Award-winning actress Nadean Rawlins, who is currently on stage in Patrick Brown's Straight Jacket, owes her venture into the world of theatre — including performances in the National Pantomime — to the example set by Miss Lou through her work to preserve and showcase Jamaican culture on stage, on television with the children's talent show Ring Ding, and through her writing.
“From a tender age I knew exactly what I wanted to do; Miss Lou made me see that I could do it. I would watch Ring Ding and I grew up being the performer in the house. At performances at 'penny concerts' I was that child who was always up there singing and dancing. Ring Ding just epitomised that for me. To see this woman do this on TV, it made me see I could do this. She showed me that I would do what I loved — singing, dancing, performing. When I went to my first drama class back in the 1980s when I was in primary school, was a Miss Lou poem, so I just grew up on her. Fast-forward to when I joined the pantomime company and that of course, is Miss Lou's home. I played leading lady roles that Miss Lou would have played and that was like my way of honouring her,” Rawlins noted
Fellow actress Deon Silvera, known for her comedic work on stage and television, was equally passionate about Miss Lou's contribution to the development of the Jamaican theatre space.
“To me Deon, Miss Lou is everything,” she declared to the Jamaica Observer.
“It was my second year in high school and my teacher Miss Ferron told me she would prepare me for the JCDC festival, and she chose a Miss Lou poem called Rough Riding Tram. I entered and won gold. I repeated that for a number of years, always winning gold. That Miss Lou poem then led me to a scholarship and the move to Kingston, where I went deep into theatre. So, I always say Miss Lou propelled me into the performing arts,” she shared.
All three actresses shared a concern for the preservation of the work put in by Miss Lou and all were unanimous in their acknowledgement of the work of the JCDC, but were also resolute that there is still work to be done.
Rawlins called for a more concentrated effort to preserve Miss Lou's legacy.
“My concern is how much of that is being taught to youngsters, and how we get them to understand what Miss Lou has done for the preservation and development of Jamaican culture and the way she has paved for a number of Jamaican performers like myself. I know the JCDC does a lot of work, but we have to do a lot more. That will include the local theatre community as well so that her legacy continues and the appreciation of her work grows, and generations to come will know and understand the importance of a Miss Lou. Things are being done in pockets but there needs to be a collective effort to ensure that the impact is felt,” she said.

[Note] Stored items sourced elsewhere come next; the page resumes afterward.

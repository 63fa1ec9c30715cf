//! Error types for Biblioteca server

use axum::{
    http::StatusCode,
    response::{IntoResponse, Response},
    Json,
};
use serde::Serialize;
use thiserror::Error;
use validator::ValidationErrors;

/// Machine-readable error codes carried in every error body
#[derive(Debug, Clone, Copy, PartialEq, Eq)]
#[repr(u32)]
pub enum ErrorCode {
    Failure = 1,
    DbFailure = 3,
    NoSuchData = 5,
    Duplicate = 8,
    BadValue = 18,
}

/// Main application error type
#[derive(Error, Debug)]
pub enum AppError {
    #[error("Not found: {0}")]
    NotFound(String),

    #[error("Validation error: {0}")]
    Validation(String),

    #[error("Bad request: {0}")]
    BadRequest(String),

    #[error("Conflict: {0}")]
    Conflict(String),

    #[error("Database error: {0}")]
    Database(#[from] sqlx::Error),

    #[error("Internal server error: {0}")]
    Internal(String),
}

impl AppError {
    /// HTTP status code this error is reported with
    pub fn status_code(&self) -> StatusCode {
        match self {
            AppError::NotFound(_) => StatusCode::NOT_FOUND,
            AppError::Validation(_) | AppError::BadRequest(_) => StatusCode::BAD_REQUEST,
            AppError::Conflict(_) => StatusCode::CONFLICT,
            AppError::Database(_) | AppError::Internal(_) => StatusCode::INTERNAL_SERVER_ERROR,
        }
    }
}

/// Error response body
#[derive(Serialize, utoipa::ToSchema)]
pub struct ErrorResponse {
    pub code: u32,
    pub error: String,
    pub message: String,
}

impl IntoResponse for AppError {
    fn into_response(self) -> Response {
        let status = self.status_code();
        let (code, message) = match self {
            AppError::NotFound(msg) => (ErrorCode::NoSuchData, msg),
            AppError::Validation(msg) | AppError::BadRequest(msg) => (ErrorCode::BadValue, msg),
            AppError::Conflict(msg) => (ErrorCode::Duplicate, msg),
            AppError::Database(e) => {
                tracing::error!("Database error: {:?}", e);
                (ErrorCode::DbFailure, "Database error".to_string())
            }
            AppError::Internal(msg) => {
                tracing::error!("Internal error: {}", msg);
                (ErrorCode::Failure, "Internal server error".to_string())
            }
        };

        let body = Json(ErrorResponse {
            code: code as u32,
            error: format!("{:?}", code),
            message,
        });

        (status, body).into_response()
    }
}

impl From<ValidationErrors> for AppError {
    fn from(errors: ValidationErrors) -> Self {
        let mut fields: Vec<_> = errors.field_errors().into_iter().collect();
        fields.sort_by(|a, b| a.0.cmp(&b.0));

        let message = fields
            .into_iter()
            .flat_map(|(field, errs)| {
                errs.iter().map(move |e| {
                    let text = e
                        .message
                        .as_ref()
                        .map(|m| m.to_string())
                        .unwrap_or_else(|| e.code.to_string());
                    format!("{}: {}", field, text)
                })
            })
            .collect::<Vec<_>>()
            .join("; ");

        AppError::Validation(message)
    }
}

/// Result type alias for application operations
pub type AppResult<T> = Result<T, AppError>;
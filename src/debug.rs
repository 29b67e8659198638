//! Debug logging for the validation pipeline.
//!
//! Structured lines on stderr, enabled via `--debug` or `MATMUL_DEBUG=1`.
//! Verdict output on stdout is independent of this module.

use std::io::{self, Write};
use std::sync::atomic::{AtomicBool, AtomicU64, Ordering};
use std::time::Instant;

/// Environment variable that turns debug logging on.
pub const DEBUG_ENV: &str = "MATMUL_DEBUG";

/// Global debug mode flag.
static DEBUG_ENABLED: AtomicBool = AtomicBool::new(false);

/// Start time stored as millis since UNIX epoch (atomic-safe).
static START_TIME_MS: AtomicU64 = AtomicU64::new(0);

fn now_ms() -> u64 {
    std::time::SystemTime::now()
        .duration_since(std::time::UNIX_EPOCH)
        .map(|d| d.as_millis() as u64)
        .unwrap_or(0)
}

/// Enables debug mode globally.
pub fn enable() {
    START_TIME_MS.store(now_ms(), Ordering::SeqCst);
    DEBUG_ENABLED.store(true, Ordering::SeqCst);
}

/// Disables debug mode globally.
pub fn disable() {
    DEBUG_ENABLED.store(false, Ordering::SeqCst);
}

/// Enables debug mode if `MATMUL_DEBUG` is set to `1` or `true`.
pub fn init_from_env() {
    if let Ok(value) = std::env::var(DEBUG_ENV) {
        if value == "1" || value.eq_ignore_ascii_case("true") {
            enable();
        }
    }
}

/// Returns true if debug mode is enabled.
#[inline]
pub fn is_enabled() -> bool {
    DEBUG_ENABLED.load(Ordering::Relaxed)
}

fn elapsed_ms() -> u64 {
    let start = START_TIME_MS.load(Ordering::Relaxed);
    if start == 0 {
        return 0;
    }
    now_ms().saturating_sub(start)
}

/// Debug log levels.
#[derive(Debug, Clone, Copy, PartialEq, Eq)]
pub enum Level {
    /// Stage entry/exit timing
    Trace,
    /// Debug information
    Debug,
    /// Informational messages
    Info,
    /// Warnings
    Warn,
    /// Errors
    Error,
}

impl Level {
    fn as_str(self) -> &'static str {
        match self {
            Level::Trace => "TRACE",
            Level::Debug => "DEBUG",
            Level::Info => "INFO",
            Level::Warn => "WARN",
            Level::Error => "ERROR",
        }
    }

    fn color_code(self) -> &'static str {
        match self {
            Level::Trace => "\x1b[90m",
            Level::Debug => "\x1b[36m",
            Level::Info => "\x1b[32m",
            Level::Warn => "\x1b[33m",
            Level::Error => "\x1b[31m",
        }
    }
}

/// Logs a message if debug mode is enabled.
pub fn log(level: Level, component: &str, message: &str) {
    if !is_enabled() {
        return;
    }

    // Format: [+0000ms] [LEVEL] [component] message
    let _ = writeln!(
        io::stderr(),
        "[+{:04}ms] {}[{:5}]\x1b[0m [{}] {}",
        elapsed_ms(),
        level.color_code(),
        level.as_str(),
        component,
        message
    );
}

/// Logs with format arguments.
#[macro_export]
macro_rules! debug_log {
    ($level:expr, $component:expr, $($arg:tt)*) => {
        if $crate::debug::is_enabled() {
            $crate::debug::log($level, $component, &format!($($arg)*));
        }
    };
}

/// Convenience macro for trace level.
#[macro_export]
macro_rules! trace {
    ($component:expr, $($arg:tt)*) => {
        $crate::debug_log!($crate::debug::Level::Trace, $component, $($arg)*)
    };
}

/// Convenience macro for debug level.
#[macro_export]
macro_rules! debug {
    ($component:expr, $($arg:tt)*) => {
        $crate::debug_log!($crate::debug::Level::Debug, $component, $($arg)*)
    };
}

/// Convenience macro for info level.
#[macro_export]
macro_rules! info {
    ($component:expr, $($arg:tt)*) => {
        $crate::debug_log!($crate::debug::Level::Info, $component, $($arg)*)
    };
}

/// Convenience macro for warn level.
#[macro_export]
macro_rules! warn {
    ($component:expr, $($arg:tt)*) => {
        $crate::debug_log!($crate::debug::Level::Warn, $component, $($arg)*)
    };
}

/// Convenience macro for error level.
#[macro_export]
macro_rules! error {
    ($component:expr, $($arg:tt)*) => {
        $crate::debug_log!($crate::debug::Level::Error, $component, $($arg)*)
    };
}

/// RAII guard timing one pipeline stage.
pub struct TimingGuard {
    component: &'static str,
    operation: String,
    start: Instant,
}

impl TimingGuard {
    /// Creates a new timing guard.
    pub fn new(component: &'static str, operation: impl Into<String>) -> Self {
        let operation = operation.into();
        if is_enabled() {
            log(Level::Trace, component, &format!("-> {operation}"));
        }
        Self {
            component,
            operation,
            start: Instant::now(),
        }
    }
}

impl Drop for TimingGuard {
    fn drop(&mut self) {
        if is_enabled() {
            let elapsed = self.start.elapsed();
            log(
                Level::Trace,
                self.component,
                &format!("<- {} ({:.2}ms)", self.operation, elapsed.as_secs_f64() * 1000.0),
            );
        }
    }
}

/// Creates a timing guard for the rest of the enclosing scope.
#[macro_export]
macro_rules! time_scope {
    ($component:expr, $operation:expr) => {
        let _guard = $crate::debug::TimingGuard::new($component, $operation);
    };
}
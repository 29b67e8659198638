#![allow(clippy::expect_used, clippy::unwrap_used, missing_docs)]
//! Benchmark for the host reference multiplication and verification.

use criterion::{criterion_group, criterion_main, BenchmarkId, Criterion};
use matmul_validator::prelude::*;
use rand::rngs::StdRng;
use rand::SeedableRng;
use std::hint::black_box;

fn inputs(size: usize) -> (MatrixDims, HostBuffers) {
    let dims = MatrixDims::new(size, size, size).unwrap();
    let mut host = HostBuffers::allocate(dims, 64).unwrap();
    host.fill_random(&mut StdRng::seed_from_u64(1));
    (dims, host)
}

fn reference_benchmark(c: &mut Criterion) {
    let mut group = c.benchmark_group("reference_matmul");

    for size in [16, 64, 128, 256] {
        let (dims, mut host) = inputs(size);

        group.bench_with_input(BenchmarkId::from_parameter(size), &size, |b, _| {
            b.iter(|| {
                let (lhs, rhs) = (black_box(host.a.as_slice()), black_box(host.b.as_slice()));
                reference_matmul(lhs, rhs, &mut host.c_accel, dims).unwrap();
            });
        });
    }

    group.finish();
}

fn verify_benchmark(c: &mut Criterion) {
    let mut group = c.benchmark_group("verify");

    for size in [64, 256, 1024] {
        let dims = MatrixDims::new(size, size, 1).unwrap();
        let reference: Vec<Element> = (0..dims.c_len()).map(|i| (i % 97) as Element).collect();
        let actual = reference.clone();

        group.bench_with_input(BenchmarkId::from_parameter(size), &size, |b, _| {
            b.iter(|| verify(black_box(&reference), black_box(&actual), dims, TOLERANCE).unwrap());
        });
    }

    group.finish();
}

criterion_group!(benches, reference_benchmark, verify_benchmark);
criterion_main!(benches);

For Silvera there is more work to be done in the field, but the signs are there that work is taking place.
“We're trying... more needs to be done. The Jamaica Cultural Development Commission is playing its part doing some great things, so this should reap benefits.”
Murray reiterated her belief that the effort to keep Miss Lou's legacy alive should come from the policy level to ensure a long-lasting effect.

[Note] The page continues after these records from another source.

//! In-process accelerator runtime.
//!
//! Mirrors the behavior of an in-order OpenCL queue on host memory: writes
//! and reads are blocking, an enqueued task runs when the queue is drained
//! (by `finish` or by the next blocking transfer), and kernels are plain Rust
//! closures registered by name. Used when no accelerator is present and as
//! the backend for pipeline tests.

use super::{AccessMode, BufferId, Environment, HandleKind, KernelId, QueueId, Runtime};
use crate::dims::MatrixDims;
use crate::error::{Error, Result};
use crate::reference::reference_matmul;
use crate::Element;
use std::path::{Path, PathBuf};
use std::sync::{Arc, Mutex, PoisonError};

/// A host kernel. Receives the bound arguments in positional order; buffers
/// the kernel may write are copied back to the device afterwards.
pub type HostKernel = Box<dyn FnMut(&mut [Vec<Element>]) -> Result<()> + Send>;

/// Name of the platform reported by the emulator.
pub const EMULATOR_PLATFORM: &str = "Host Emulation Platform";

/// Name of the device reported by the emulator.
pub const EMULATOR_DEVICE: &str = "Host Emulated Accelerator";

/// Failures the emulator can be told to produce.
#[derive(Debug, Clone, Default)]
pub struct Faults {
    /// Report that no compatible device exists.
    pub no_device: bool,
    /// Reject every `enqueue_task`.
    pub reject_enqueue: bool,
    /// Reject `set_kernel_arg` at this argument index.
    pub reject_arg: Option<u32>,
    /// Fail buffer creation above this many elements.
    pub max_buffer_elements: Option<usize>,
}

/// Shared record of which handle kinds were actually released, in order.
#[derive(Debug, Clone, Default)]
pub struct ReleaseLog(Arc<Mutex<Vec<HandleKind>>>);

impl ReleaseLog {
    fn push(&self, kind: HandleKind) {
        self.0.lock().unwrap_or_else(PoisonError::into_inner).push(kind);
    }

    /// Snapshot of releases so far.
    #[must_use]
    pub fn entries(&self) -> Vec<HandleKind> {
        self.0.lock().unwrap_or_else(PoisonError::into_inner).clone()
    }
}

struct EmuBuffer {
    data: Vec<Element>,
    access: AccessMode,
}

struct Pending {
    kernel: usize,
    args: Vec<BufferId>,
}

struct Resolved {
    name: String,
    args: Vec<Option<BufferId>>,
}

/// Host-memory implementation of [`Runtime`].
pub struct EmulatedRuntime {
    registry: Vec<(String, HostKernel)>,
    faults: Faults,
    release_log: ReleaseLog,
    device: Option<&'static str>,
    context: bool,
    program: Option<PathBuf>,
    kernels: Vec<Resolved>,
    queues: Vec<Vec<Pending>>,
    buffers: Vec<Option<EmuBuffer>>,
}

impl std::fmt::Debug for EmulatedRuntime {
    fn fmt(&self, f: &mut std::fmt::Formatter<'_>) -> std::fmt::Result {
        let registered: Vec<&str> = self.registry.iter().map(|(n, _)| n.as_str()).collect();
        f.debug_struct("EmulatedRuntime")
            .field("registered", &registered)
            .field("faults", &self.faults)
            .field("program", &self.program)
            .field("queues", &self.queues.len())
            .field("buffers", &self.buffers.len())
            .finish_non_exhaustive()
    }
}

impl Default for EmulatedRuntime {
    fn default() -> Self {
        Self::new()
    }
}

impl EmulatedRuntime {
    /// Creates an emulator with no registered kernels.
    #[must_use]
    pub fn new() -> Self {
        Self {
            registry: Vec::new(),
            faults: Faults::default(),
            release_log: ReleaseLog::default(),
            device: None,
            context: false,
            program: None,
            kernels: Vec::new(),
            queues: Vec::new(),
            buffers: Vec::new(),
        }
    }

    /// Creates an emulator whose program provides a matrix-multiplication
    /// kernel named `kernel_name` for `dims`, with arguments (A, B, C).
    #[must_use]
    pub fn matmul(kernel_name: &str, dims: MatrixDims) -> Self {
        Self::new().with_kernel(kernel_name, matmul_kernel(dims))
    }

    /// Registers a kernel under `name`.
    #[must_use]
    pub fn with_kernel(mut self, name: &str, kernel: HostKernel) -> Self {
        self.registry.push((name.to_string(), kernel));
        self
    }

    /// Sets the failures to inject.
    #[must_use]
    pub fn with_faults(mut self, faults: Faults) -> Self {
        self.faults = faults;
        self
    }

    /// Handle to the release record; stays valid after the runtime is dropped.
    #[must_use]
    pub fn release_log(&self) -> ReleaseLog {
        self.release_log.clone()
    }

    fn buffer(&self, id: BufferId) -> Result<&EmuBuffer> {
        self.buffers
            .get(id.0)
            .and_then(Option::as_ref)
            .ok_or_else(|| Error::Transfer(format!("invalid device buffer {id:?}")))
    }

    fn queue_index(&self, queue: QueueId) -> Result<usize> {
        if queue.0 < self.queues.len() {
            Ok(queue.0)
        } else {
            Err(Error::Dispatch(format!("invalid command queue {queue:?}")))
        }
    }

    /// Runs every pending task on `queue` in submission order.
    fn drain(&mut self, queue: usize) -> Result<()> {
        let pending = std::mem::take(&mut self.queues[queue]);
        for task in pending {
            let mut args = Vec::with_capacity(task.args.len());
            for &id in &task.args {
                args.push(self.buffer(id)?.data.clone());
            }

            let name = &self.kernels[task.kernel].name;
            let (_, kernel) = self
                .registry
                .iter_mut()
                .find(|(n, _)| n == name)
                .ok_or_else(|| Error::Dispatch(format!("kernel '{name}' vanished")))?;
            kernel(args.as_mut_slice())
                .map_err(|e| Error::Dispatch(format!("kernel '{name}' failed: {e}")))?;

            for (id, data) in task.args.iter().zip(args) {
                if let Some(Some(buffer)) = self.buffers.get_mut(id.0) {
                    if buffer.access.kernel_writes() {
                        buffer.data = data;
                    }
                }
            }
        }
        Ok(())
    }
}

impl Runtime for EmulatedRuntime {
    fn name(&self) -> &'static str {
        "emulator"
    }

    fn init_environment(
        &mut self,
        binary_path: &Path,
        kernel_names: &[String],
    ) -> Result<Environment> {
        if self.faults.no_device {
            return Err(Error::Initialization("no compatible accelerator device found".to_string()));
        }
        self.device = Some(EMULATOR_DEVICE);
        self.context = true;

        let meta = std::fs::metadata(binary_path).map_err(|e| {
            Error::Initialization(format!(
                "cannot load program binary '{}': {e}",
                binary_path.display()
            ))
        })?;
        if !meta.is_file() {
            return Err(Error::Initialization(format!(
                "program binary '{}' is not a file",
                binary_path.display()
            )));
        }
        self.program = Some(binary_path.to_path_buf());

        let mut kernels = Vec::with_capacity(kernel_names.len());
        let mut queues = Vec::with_capacity(kernel_names.len());
        for name in kernel_names {
            if !self.registry.iter().any(|(n, _)| n == name) {
                return Err(Error::Initialization(format!(
                    "kernel '{name}' not found in program '{}'",
                    binary_path.display()
                )));
            }
            kernels.push((name.clone(), KernelId(self.kernels.len())));
            self.kernels.push(Resolved {
                name: name.clone(),
                args: Vec::new(),
            });
            queues.push(QueueId(self.queues.len()));
            self.queues.push(Vec::new());
        }

        Ok(Environment {
            platform: EMULATOR_PLATFORM.to_string(),
            device: EMULATOR_DEVICE.to_string(),
            kernels,
            queues,
        })
    }

    fn create_buffer(&mut self, len: usize, access: AccessMode) -> Result<BufferId> {
        if !self.context {
            return Err(Error::Allocation {
                what: "device buffer".to_string(),
                message: "no context".to_string(),
            });
        }
        if len == 0 {
            return Err(Error::Allocation {
                what: "device buffer".to_string(),
                message: "invalid buffer size 0".to_string(),
            });
        }
        if let Some(max) = self.faults.max_buffer_elements {
            if len > max {
                return Err(Error::Allocation {
                    what: "device buffer".to_string(),
                    message: format!("out of device memory: {len} elements requested, limit {max}"),
                });
            }
        }

        self.buffers.push(Some(EmuBuffer {
            data: vec![0.0; len],
            access,
        }));
        Ok(BufferId(self.buffers.len() - 1))
    }

    fn write_buffer(&mut self, queue: QueueId, buffer: BufferId, data: &[Element]) -> Result<()> {
        let queue = self.queue_index(queue)?;
        self.drain(queue)?;
        let target = self
            .buffers
            .get_mut(buffer.0)
            .and_then(Option::as_mut)
            .ok_or_else(|| Error::Transfer(format!("invalid device buffer {buffer:?}")))?;
        if target.data.len() != data.len() {
            return Err(Error::Transfer(format!(
                "write of {} elements into buffer of {}",
                data.len(),
                target.data.len()
            )));
        }
        target.data.copy_from_slice(data);
        Ok(())
    }

    fn set_kernel_arg(&mut self, kernel: KernelId, index: u32, buffer: BufferId) -> Result<()> {
        if self.faults.reject_arg == Some(index) {
            return Err(Error::Dispatch(format!("argument {index} rejected: invalid arg size")));
        }
        self.buffer(buffer)
            .map_err(|_| Error::Dispatch(format!("argument {index}: invalid mem object")))?;
        let resolved = self
            .kernels
            .get_mut(kernel.0)
            .ok_or_else(|| Error::Dispatch(format!("invalid kernel {kernel:?}")))?;

        let index = index as usize;
        if resolved.args.len() <= index {
            resolved.args.resize(index + 1, None);
        }
        resolved.args[index] = Some(buffer);
        Ok(())
    }

    fn enqueue_task(&mut self, queue: QueueId, kernel: KernelId) -> Result<()> {
        let queue = self.queue_index(queue)?;
        if self.faults.reject_enqueue {
            return Err(Error::Dispatch("command queue is in an error state".to_string()));
        }
        let resolved = self
            .kernels
            .get(kernel.0)
            .ok_or_else(|| Error::Dispatch(format!("invalid kernel {kernel:?}")))?;

        let mut args = Vec::with_capacity(resolved.args.len());
        for (index, arg) in resolved.args.iter().enumerate() {
            let id = arg.ok_or_else(|| {
                Error::Dispatch(format!("kernel '{}' argument {index} not set", resolved.name))
            })?;
            args.push(id);
        }

        self.queues[queue].push(Pending {
            kernel: kernel.0,
            args,
        });
        Ok(())
    }

    fn finish(&mut self, queue: QueueId) -> Result<()> {
        let queue = self.queue_index(queue)?;
        self.drain(queue)
    }

    fn read_buffer(&mut self, queue: QueueId, buffer: BufferId, out: &mut [Element]) -> Result<()> {
        let queue = self.queue_index(queue)?;
        self.drain(queue)?;
        let source = self.buffer(buffer)?;
        if source.data.len() != out.len() {
            return Err(Error::Transfer(format!(
                "read of {} elements from buffer of {}",
                out.len(),
                source.data.len()
            )));
        }
        out.copy_from_slice(&source.data);
        Ok(())
    }

    fn release(&mut self, kind: HandleKind) {
        let held = match kind {
            HandleKind::Buffers => {
                let held = !self.buffers.is_empty();
                self.buffers.clear();
                held
            }
            HandleKind::Queues => {
                let held = !self.queues.is_empty();
                self.queues.clear();
                held
            }
            HandleKind::Kernels => {
                let held = !self.kernels.is_empty();
                self.kernels.clear();
                held
            }
            HandleKind::Program => self.program.take().is_some(),
            HandleKind::Context => std::mem::replace(&mut self.context, false),
            HandleKind::Device => self.device.take().is_some(),
        };
        if held {
            self.release_log.push(kind);
        }
    }
}

/// Host kernel computing C = A × B for `dims`, bound as (A, B, C).
#[must_use]
pub fn matmul_kernel(dims: MatrixDims) -> HostKernel {
    Box::new(move |args: &mut [Vec<Element>]| {
        let count = args.len();
        let [a, b, c] = args else {
            return Err(Error::Dispatch(format!("expected 3 arguments, got {count}")));
        };
        reference_matmul(a, b, c, dims)
    })
}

“The schools are working to keep Miss Lou's legacy alive, JCDC is doing their best to keep it alive. I see youngsters who are in full flight with their cultural expressions doing Miss Lou pieces, and I don't think they could be doing it with so much passion if they didn't know a little bit of the history. More could definitely be done and that's why I think that perhaps conferring that national hero status on her would accentuate it and bring her to the fore so that all the youngsters who are coming up will know about her,” she reasoned.